We all have family members who can be a touch overbearing. For Joshua Cody (James Frecheville), his particular brand of troublesome family members take the form of a gaggle of unpredictable criminals. Once his mother unexpectedly overdoses, Joshua is forced to live with these relatives that include Andrew "Pope" Cody (Ben Mendelsohn), grandmother Janine Cody (Jackie Weaver) and Barry Brown (Joel Edgerton). Once Joshua arrives, the family is already in the middle of a crisis as a rival gang is keeping a close eye on everybody in the Cody clan to figure out where exactly Pope has gone off to (he's hiding out in a hotel room somewhere at the start of the proceedings).
Their beef may be with Pope, but soon it engulfs Barry before also capturing the rest of the corrupt Cody family, including its newest reluctant recruit, Joshua. Such is the basic premise of American Animals, a crime drama that, for a portion of its runtime, just wasn't clicking with me. The movie transpiring on-screen wasn't bad but it also didn't seem to be all that distinctive in the field of crime movies. The Cody crime family is played by a troupe of talented actors but as written by the film's director David Michod, they at first seem like just your average cinematic crime family. Specifically, they're capable of being humans around each other but the ease in which they slip into criminal activity makes it clear they're lacking some critical humanity.
However, midway through the project, Joshua begins getting repeatedly questioned by police officer Nathan Leckie (Guy Pearce) and suddenly, like a caterpillar becoming a butterfly, Animal Kingdom metamorphizes into its own crime movie. It manages to accomplish this by relying on its own distinct character elements, specifically with how everybody in the Cody family is scheming behind Joshua's back to figure out a way to get this loose thread taken care of. Joshua is trying his best to be a loyal tight-lipped soldier around the authorities. Meanwhile, the people he's putting himself on the line for are doing their best to get rid of Joshua by any means possible.
Such complex familial betrayal is the kind of material David Michod really excels at writing, it's thrilling how Michod keeps you guessing as to where everybody's loyalties lie. I especially love how his script gradually reveals that Janine is the true evil genius behind this whole operation. For much of Animal Kingdom, Janine is a passive background figure but the way in which she's shown to be such a skilled manipulator in the third act makes one want to immediately revisit Animal Kingdom and see if you can spot how Janine has been exerting control throughout the whole story. She's a dastardly figure and the kind of one-of-a-kind figure that epitomizes how Animal Kingdom works best when engaging in its most unique material.

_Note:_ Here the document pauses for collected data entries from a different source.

use crate::{EvidenceView, NodeView};

/// Render the map page.
pub fn render_map() -> String {
    let content = r#"
<div style="padding:0;max-width:none;">
    <div id="map" style="height:calc(100vh - 56px);border-radius:0;border:none;"></div>
</div>
<script src="https://unpkg.com/leaflet@1.9.4/dist/leaflet.js"></script>
<script>
const map = L.map('map').setView([44.9778, -93.2650], 12);
L.tileLayer('https://{s}.tile.openstreetmap.org/{z}/{x}/{y}.png', {
    attribution: '&copy; OpenStreetMap contributors',
    maxZoom: 18,
}).addTo(map);

const colors = { Event: '#1565c0', Give: '#2e7d32', Ask: '#e65100', Notice: '#7b1fa2', Tension: '#c62828' };
let markers = L.layerGroup().addTo(map);

function loadMarkers() {
    const bounds = map.getBounds();
    const center = bounds.getCenter();
    const ne = bounds.getNorthEast();
    const radius = Math.min(center.distanceTo(ne) / 1000, 50);

    fetch(`/api/nodes/near?lat=${center.lat}&lng=${center.lng}&radius=${radius}`)
        .then(r => r.json())
        .then(data => {
            markers.clearLayers();
            (data.features || []).forEach(f => {
                const p = f.properties;
                const [lng, lat] = f.geometry.coordinates;
                const color = colors[p.node_type] || '#999';
                const m = L.circleMarker([lat, lng], {
                    radius: 7, fillColor: color, color: '#fff', weight: 2, fillOpacity: 0.85
                });
                m.bindPopup(`<strong>${p.title}</strong><br><span style="color:${color};font-weight:600;font-size:11px">${p.node_type}</span><br><span style="font-size:12px;color:#555">${(p.summary||'').substring(0, 120)}</span><br><a href="/nodes/${p.id}" style="font-size:12px">View details</a>`);
                markers.addLayer(m);
            });
        });
}

map.on('moveend', loadMarkers);
loadMarkers();
</script>
"#;

    build_page("Map", content)
}

/// Render the nodes list page.
pub fn render_nodes(nodes: &[NodeView]) -> String {
    let mut cards = String::new();

    if nodes.is_empty() {
        cards.push_str(r#"<p style="color:#888;text-align:center;padding:40px;">No signals found yet. Run the scout to populate the graph.</p>"#);
    }

    for node in nodes {
        let limited = if node.confidence < 0.6 {
            r#"<span style="font-size:11px;color:#795548;margin-left:8px;">Limited verification</span>"#
        } else {
            ""
        };

        let action = if !node.action_url.is_empty() {
            format!(
                r#"<a href="{}" class="action-btn" target="_blank" rel="noopener">Take Action</a>"#,
                html_escape(&node.action_url)
            )
        } else {
            String::new()
        };

        let corr = if node.corroboration_count > 0 {
            let s = if node.corroboration_count != 1 { "s" } else { "" };
            format!("<span>{} source{s}</span>", node.corroboration_count)
        } else {
            String::new()
        };

        cards.push_str(&format!(
            r#"<div class="node-card">
    <div><span class="badge badge-{tc}">{tl}</span>{limited}</div>
    <h3><a href="/nodes/{id}">{title}</a></h3>
    <p class="summary">{summary}</p>
    <div class="meta-row"><span>Verified {last}</span>{corr}{action}</div>
</div>"#,
            tc = node.type_class,
            tl = html_escape(&node.type_label),
            id = node.id,
            title = html_escape(&node.title),
            summary = html_escape(&node.summary),
            last = html_escape(&node.last_confirmed),
        ));
    }

    let content = format!(
        r#"<div class="container"><h2 style="margin-bottom:16px;">Recent Civic Signals</h2>{cards}</div>"#
    );

    build_page("Signals", &content)
}

/// Render a node detail page.
pub fn render_node_detail(node: &NodeView, evidence: &[EvidenceView]) -> String {
    let limited_banner = if node.confidence < 0.6 {
        r#"<div class="limited-banner">This signal has limited verification. It may be incomplete or not yet corroborated by multiple sources.</div>"#.to_string()
    } else {
        String::new()
    };

    let action_section = if !node.action_url.is_empty() {
        format!(
            r#"<a href="{}" class="action-btn" target="_blank" rel="noopener" style="margin:12px 0;display:inline-block;">Take Action</a>"#,
            html_escape(&node.action_url)
        )
    } else {
        r#"<p style="font-size:13px;color:#888;margin:12px 0;padding:8px;background:#f5f5f5;border-radius:4px;">This is context — here's what's happening in your community.</p>"#.to_string()
    };

    let s = if node.corroboration_count != 1 { "s" } else { "" };
    let roles_html = if !node.audience_roles.is_empty() {
        let tags: String = node
            .audience_roles
            .iter()
            .map(|r| format!(r#"<span class="role-tag">{}</span>"#, html_escape(r)))
            .collect::<Vec<_>>()
            .join("");
        format!(r#"<div class="roles">{tags}</div>"#)
    } else {
        String::new()
    };

    let evidence_html = if !evidence.is_empty() {
        let items: String = evidence
            .iter()
            .map(|ev| {
                let relevance_html = match &ev.relevance {
                    Some(r) => {
                        let color = match r.as_str() {
                            "contradicting" => "#c62828",
                            "direct" => "#2e7d32",
                            _ => "#795548",
                        };
                        format!(
                            r#"<span style="font-size:11px;font-weight:600;color:{color};margin-left:6px;">{}</span>"#,
                            html_escape(r)
                        )
                    }
                    None => String::new(),
                };
                let snippet_html = match &ev.snippet {
                    Some(s) => format!(
                        r#"<p style="font-size:12px;color:#666;margin:2px 0 8px 0;line-height:1.4;">{}</p>"#,
                        html_escape(s)
                    ),
                    None => String::new(),
                };
                format!(
                    r#"<a href="{url}" target="_blank" rel="noopener">{url}</a>{relevance_html}
                    {snippet_html}"#,
                    url = html_escape(&ev.source_url),
                )
            })
            .collect::<Vec<_>>()
            .join("");
        format!(r#"<div class="evidence-list"><h4>Sources</h4>{items}</div>"#)
    } else {
        String::new()
    };

    let content = format!(
        r#"<div class="container">
    <a href="/nodes" style="font-size:13px;color:#0066cc;text-decoration:none;">&larr; Back to signals</a>
    <div class="node-card" style="margin-top:12px;">
        <span class="badge badge-{tc}">{tl}</span>
        <h2 style="margin:8px 0;">{title}</h2>
        <p class="summary" style="font-size:15px;">{summary}</p>
        {limited_banner}
        {action_section}
        <dl class="detail-meta">
            <dt>Last verified</dt><dd>{last}</dd>
            <dt>Corroboration</dt><dd>Confirmed by {corr} source{s}</dd>
            <dt>Completeness</dt><dd>{comp}</dd>
        </dl>
        {roles_html}
        {evidence_html}
    </div>
</div>"#,
        tc = node.type_class,
        tl = html_escape(&node.type_label),
        title = html_escape(&node.title),
        summary = html_escape(&node.summary),
        last = html_escape(&node.last_confirmed),
        corr = node.corroboration_count,
        comp = html_escape(&node.completeness_label),
    );

    build_page(&node.title, &content)
}

/// Render the quality dashboard.
pub fn render_quality(
    total_count: u64,
    type_count: usize,
    role_count: usize,
    by_type: &[(String, u64)],
    freshness: &[(String, u64)],
    confidence: &[(String, u64)],
    roles: &[(String, u64)],
) -> String {
    let type_rows: String = by_type
        .iter()
        .map(|(t, c)| format!("<tr><td>{t}</td><td style=\"text-align:right;\">{c}</td></tr>"))
        .collect::<Vec<_>>()
        .join("");
    let freshness_rows: String = freshness
        .iter()
        .map(|(t, c)| format!("<tr><td>{t}</td><td style=\"text-align:right;\">{c}</td></tr>"))
        .collect::<Vec<_>>()
        .join("");
    let confidence_rows: String = confidence
        .iter()
        .map(|(t, c)| format!("<tr><td>{t}</td><td style=\"text-align:right;\">{c}</td></tr>"))
        .collect::<Vec<_>>()
        .join("");
    let role_rows: String = roles
        .iter()
        .map(|(t, c)| format!("<tr><td>{t}</td><td style=\"text-align:right;\">{c}</td></tr>"))
        .collect::<Vec<_>>()
        .join("");

    let content = format!(
        r#"<div class="container">
    <h2 style="margin-bottom:16px;">Quality Dashboard (Internal)</h2>
    <div style="display:grid;grid-template-columns:repeat(3,1fr);gap:16px;margin-bottom:24px;">
        <div class="node-card" style="text-align:center;"><div style="font-size:36px;font-weight:700;color:#1565c0;">{total_count}</div><div style="font-size:13px;color:#888;">Total Signals</div></div>
        <div class="node-card" style="text-align:center;"><div style="font-size:36px;font-weight:700;color:#2e7d32;">{type_count}</div><div style="font-size:13px;color:#888;">Signal Types</div></div>
        <div class="node-card" style="text-align:center;"><div style="font-size:36px;font-weight:700;color:#e65100;">{role_count}</div><div style="font-size:13px;color:#888;">Audience Roles</div></div>
    </div>
    <div class="node-card"><h3 style="margin-bottom:12px;">Signal Type Breakdown</h3><table style="width:100%;font-size:14px;"><thead><tr><th style="text-align:left;">Type</th><th style="text-align:right;">Count</th></tr></thead><tbody>{type_rows}</tbody></table></div>
    <div class="node-card"><h3 style="margin-bottom:12px;">Freshness Distribution</h3><table style="width:100%;font-size:14px;"><thead><tr><th style="text-align:left;">Period</th><th style="text-align:right;">Count</th></tr></thead><tbody>{freshness_rows}</tbody></table></div>
    <div class="node-card"><h3 style="margin-bottom:12px;">Confidence Distribution</h3><table style="width:100%;font-size:14px;"><thead><tr><th style="text-align:left;">Tier</th><th style="text-align:right;">Count</th></tr></thead><tbody>{confidence_rows}</tbody></table></div>
    <div class="node-card"><h3 style="margin-bottom:12px;">Audience Roles</h3><table style="width:100%;font-size:14px;"><thead><tr><th style="text-align:left;">Role</th><th style="text-align:right;">Count</th></tr></thead><tbody>{role_rows}</tbody></table></div>
</div>"#
    );

    build_page("Quality Dashboard", &content)
}

// --- Helpers ---

fn build_page(title: &str, content: &str) -> String {
    format!(
        r#"<!DOCTYPE html>
<html lang="en">
<head>
<meta charset="utf-8">
<meta name="viewport" content="width=device-width, initial-scale=1">
<title>{title} — Root Signal</title>
<link rel="stylesheet" href="https://unpkg.com/leaflet@1.9.4/dist/leaflet.css" />
<style>
*{{margin:0;padding:0;box-sizing:border-box;}}
body{{font-family:-apple-system,BlinkMacSystemFont,"Segoe UI",Roboto,sans-serif;color:#1a1a1a;background:#fafafa;}}
.header{{background:#1a1a1a;color:#fff;padding:12px 24px;display:flex;align-items:center;justify-content:space-between;}}
.header h1{{font-size:18px;font-weight:600;}}
.header nav a{{color:#ccc;text-decoration:none;margin-left:20px;font-size:14px;}}
.header nav a:hover{{color:#fff;}}
.container{{max-width:960px;margin:0 auto;padding:24px;}}
#map{{height:500px;border-radius:8px;margin-bottom:24px;border:1px solid #ddd;}}
.node-card{{background:#fff;border:1px solid #e0e0e0;border-radius:8px;padding:16px;margin-bottom:12px;}}
.node-card:hover{{border-color:#999;}}
.node-card h3{{font-size:16px;margin-bottom:4px;}}
.node-card h3 a{{color:#1a1a1a;text-decoration:none;}}
.node-card h3 a:hover{{color:#0066cc;}}
.node-card .summary{{color:#555;font-size:14px;margin-bottom:8px;}}
.badge{{display:inline-block;padding:2px 8px;border-radius:12px;font-size:11px;font-weight:600;text-transform:uppercase;}}
.badge-event{{background:#e3f2fd;color:#1565c0;}}
.badge-give{{background:#e8f5e9;color:#2e7d32;}}
.badge-ask{{background:#fff3e0;color:#e65100;}}
.badge-notice{{background:#f3e5f5;color:#7b1fa2;}}
.badge-tension{{background:#fce4ec;color:#c62828;}}
.meta-row{{display:flex;gap:12px;align-items:center;font-size:12px;color:#888;margin-top:8px;}}
.action-btn{{display:inline-block;padding:6px 16px;background:#0066cc;color:#fff;border-radius:4px;text-decoration:none;font-size:13px;font-weight:500;}}
.action-btn:hover{{background:#004499;}}
.limited-banner{{background:#fff8e1;border:1px solid #ffecb3;padding:8px 12px;border-radius:4px;font-size:13px;color:#795548;margin-bottom:12px;}}
.evidence-list{{margin-top:12px;padding-top:12px;border-top:1px solid #eee;}}
.evidence-list h4{{font-size:13px;color:#666;margin-bottom:6px;}}
.evidence-list a{{font-size:13px;color:#0066cc;display:block;margin-bottom:4px;}}
.detail-meta{{display:grid;grid-template-columns:1fr 1fr;gap:8px;margin:16px 0;font-size:13px;}}
.detail-meta dt{{color:#888;}}
.detail-meta dd{{color:#333;}}
.roles{{display:flex;gap:6px;flex-wrap:wrap;}}
.role-tag{{background:#f0f0f0;padding:2px 8px;border-radius:10px;font-size:11px;color:#555;}}
</style>
</head>
<body>
<div class="header">
    <h1>Root Signal</h1>
    <nav><a href="/">Map</a><a href="/nodes">Signals</a></nav>
</div>
{content}
</body>
</html>"#,
        title = html_escape(title),
    )
}

fn html_escape(s: &str) -> String {
    s.replace('&', "&amp;")
        .replace('<', "&lt;")
        .replace('>', "&gt;")
        .replace('"', "&quot;")
        .replace('\'', "&#39;")
}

Such material tends to work best not just because of its inherent originality but also because its when the actors most come alive. Of course, many of these performers are delivering standout work even in the most derivative moments of Animal Kingdom. Chief among those performers is Ben Mendelsohn, delivering proof of his immense chops as an actor five years before his breakout work in Bloodline. It's impressive how Mendelsohn has played so many morally corrupt characters in his career yet he constantly manages to make sure they're more than just carbon copies of one another. In the case of his part in Animal Kingdom, his standout distinguishing trait is a sense of casualness. This makes scenes with Pope where he's just being a dude chilling on the couch disarming but when he's committing vicious criminal acts without blinking, there's something so immensely unnerving in Mendelsohn's on-screen work.
Jackie Weaver is similarly able to succeed in a multi-layered performance. She lends equal levels of authenticity to her portrayals of Janine as a kindhearted relative and as a cutthroat criminal figure. In the lead role, James Frecheville is constrained by Michod's script that keeps Joshua primarily as a character reacting to his more outsized relatives (admittedly, such a move does make the final scene with a more active Joshua impressively harrowing), but Frecheville still delivers solid work in the part. Meanwhile, David Michod's direction is less noteworthy than the majority of the on-screen performances, he just doesn't lend a tremendously distinct visual approach to the crime thriller. Still, his most inspired pieces of direction prove to be critical in making Animal Kingdom a noteworthy, though occasionally imitative, entry into the crime movie pantheon.